Have miners lived lives of fulfilment, free from stress and anxiety? Free from worry over our and our children’s futures? The answer must be an unequivocal NO!

The wealth represented by coal has been pillaged by a tiny few, for their enrichment. The private coal owners at first, then on behalf of the capitalist class as a whole through state-capitalist nationalisation in latter years and now back to private owners today.

 In all of these periods, even during the spell of nationalisation (which was state capitalism, not socialism) the reward has been poverty, degradation and insecurity. The people who worked and died, and are still dying, to extract the coal, have had scant reward for their toil. The people who have suffered, and who still suffer, react to this by continuing to allow the tricksters of the left to con them.

Blair and his cronies are only the latest edition.

 The solution however is quite simple! It is a solution which is shown quite plainly on the banner of Murton pit itself, reproduced on the front of this leaflet: “Production for use, not profit”

 This is precisely what the Socialist Party advocates and has done since 1904. Socialism: nothing more, nothing less. The common ownership and democratic control of the means and instruments for producing the things we need to live. Where we all have equal access to the means of life.

A demand echoed by the above slogan. Only we, as a united working class, can bring this about and if you would like to know more about these ideas, why not get in touch: our address is contained in this leaflet.


Message for the 1999 Tolpuddle Martyrs Rally.

Tolpuddle Martyrs If gathering together to remember the Tolpuddle Martyrs means anything then it is surely not simply a question of just remembering but of also trying to change things for the better. This is precisely what those six Dorset farm labourers were trying to do 165 years ago.

 There will be many messages put forward today. The trade union and Labour Party leaders will tell us how far we have come since 1834. How much things have changed for the better, how fortunate we are to have a Labour government and how if we are patient and leave it to them things will improve still further.

 Our message is different. Much has changed since the nineteenth century and in some respects things have improved. These improvements have been brought about by people organising themselves and not by leaders.

 However the fundamental problems that faced people around 1834, such as poverty, homelessness, unemployment and so on are still with us today.

 If these problems are considered in the light of the wealth that is created today in comparison with over 150 years ago and if we look at things on a world-wide scale then we have made little headway.

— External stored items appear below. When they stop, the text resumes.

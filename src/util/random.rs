use base64::engine::general_purpose::URL_SAFE_NO_PAD;
use base64::Engine;

use crate::core::types::{AuthCode, AuthRequestId, RefreshTokenId, TokenId};

use super::hash::Salt;

pub trait FromRandom {
    fn from_random() -> Self;
}

impl FromRandom for AuthCode {
    fn from_random() -> Self {
        AuthCode(random_string(64))
    }
}

impl FromRandom for AuthRequestId {
    fn from_random() -> Self {
        AuthRequestId(random_string(32))
    }
}

impl FromRandom for TokenId {
    fn from_random() -> Self {
        TokenId(random_string(48))
    }
}

impl FromRandom for RefreshTokenId {
    fn from_random() -> Self {
        RefreshTokenId(random_string(96))
    }
}

impl FromRandom for Salt {
    fn from_random() -> Self {
        Salt(random_string(16))
    }
}

fn random_string(size: usize) -> String {
    use rand::Rng;

    let s: String = rand::thread_rng()
        .sample_iter(rand::distributions::Alphanumeric)
        .take(size)
        .map(char::from)
        .collect();
    URL_SAFE_NO_PAD.encode(s)
}
use crate::core::types::{ClientId, Scope, TokenId};

use super::TokenType;

#[derive(Debug, PartialEq, Eq)]
#[derive(serde::Deserialize)]
#[serde(rename_all = "snake_case")]
pub enum TokenTypeHint {
    AccessToken,
    RefreshToken,
    /// Hints the server does not know are ignored.
    #[serde(other)]
    Unknown,
}

/// Form body of an introspection call, including the optional RFC 7523
/// client assertion.
#[derive(Debug)]
#[derive(serde::Deserialize)]
pub struct IntrospectionRequest {
    /// Missing tokens resolve to an inactive response.
    #[serde(default)]
    pub token: String,
    pub token_type_hint: Option<TokenTypeHint>,
    #[serde(default)]
    pub client_assertion: Option<String>,
    #[serde(default)]
    pub client_assertion_type: Option<String>,
}

/// RFC 7662 introspection response. Every field but `active` stays unset
/// unless the token was found active for the authenticated caller.
#[derive(Debug, Default, PartialEq)]
#[derive(serde::Serialize, serde::Deserialize)]
pub struct IntrospectionResponse {
    pub active: bool,
    #[serde(default, skip_serializing_if = "Option::is_none")]
    pub scope: Option<Scope>,
    #[serde(default, skip_serializing_if = "Option::is_none")]
    pub client_id: Option<ClientId>,
    #[serde(default, skip_serializing_if = "Option::is_none")]
    pub username: Option<String>,
    #[serde(default, skip_serializing_if = "Option::is_none")]
    pub token_type: Option<TokenType>,
    #[serde(default, skip_serializing_if = "Option::is_none")]
    pub exp: Option<i64>,
    #[serde(default, skip_serializing_if = "Option::is_none")]
    pub iat: Option<i64>,
    #[serde(default, skip_serializing_if = "Option::is_none")]
    pub nbf: Option<i64>,
    #[serde(default, skip_serializing_if = "Option::is_none")]
    pub sub: Option<String>,
    #[serde(default, skip_serializing_if = "Vec::is_empty")]
    pub aud: Vec<String>,
    #[serde(default, skip_serializing_if = "Option::is_none")]
    pub iss: Option<String>,
    #[serde(default, skip_serializing_if = "Option::is_none")]
    pub jti: Option<TokenId>,
}

impl IntrospectionResponse {
    pub fn new() -> Self {
        Self::default()
    }

    pub fn set_active(&mut self, active: bool) {
        self.active = active;
    }
}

 There is still an enormous growing gap between rich and poor. We still face these problems because one fundamental thing has not changed, namely, the nature of the society we live in. As in the last century we live in a social system where the prime motivation for producing goods and services for profit.

 What has changed is that more than ever we live in a global economy dominated by giant corporations. Many of these corporations have more economic power than some countries.

 We are not pleading with the heads of corporations that dominate the world today to behave a little kinder. We are not asking politicians to attempt to control the corporations. We are not saying let us run this system because we can run it more humanely.

 The present system is operating the only way it can, profits first, human needs second and the politicians have as much chance of controlling it as a two-year-old has of stopping a runaway horse.

Our message is that we need a complete change. At present, the instruments needed to produce and distribute the things we need, are owned by a minority, around 5 percent of the population.

 Our alternative is a system of common ownership and democratic control. Goods and services could then be produced directly for use thus ending the situation where production is geared to the profit motive.

This change cannot be handed down by leaders but will be brought about by a majority acting democratically and fully conscious of what they are doing. Since this society can only function on a global scale, the movement that brings it about will have to be organised on a world-wide basis.

If you are here today because you feel a fundamental change in the way society is organised is needed then you owe it to yourself to find out more about the only political movement which seeks FUNDAMENTAL CHANGE.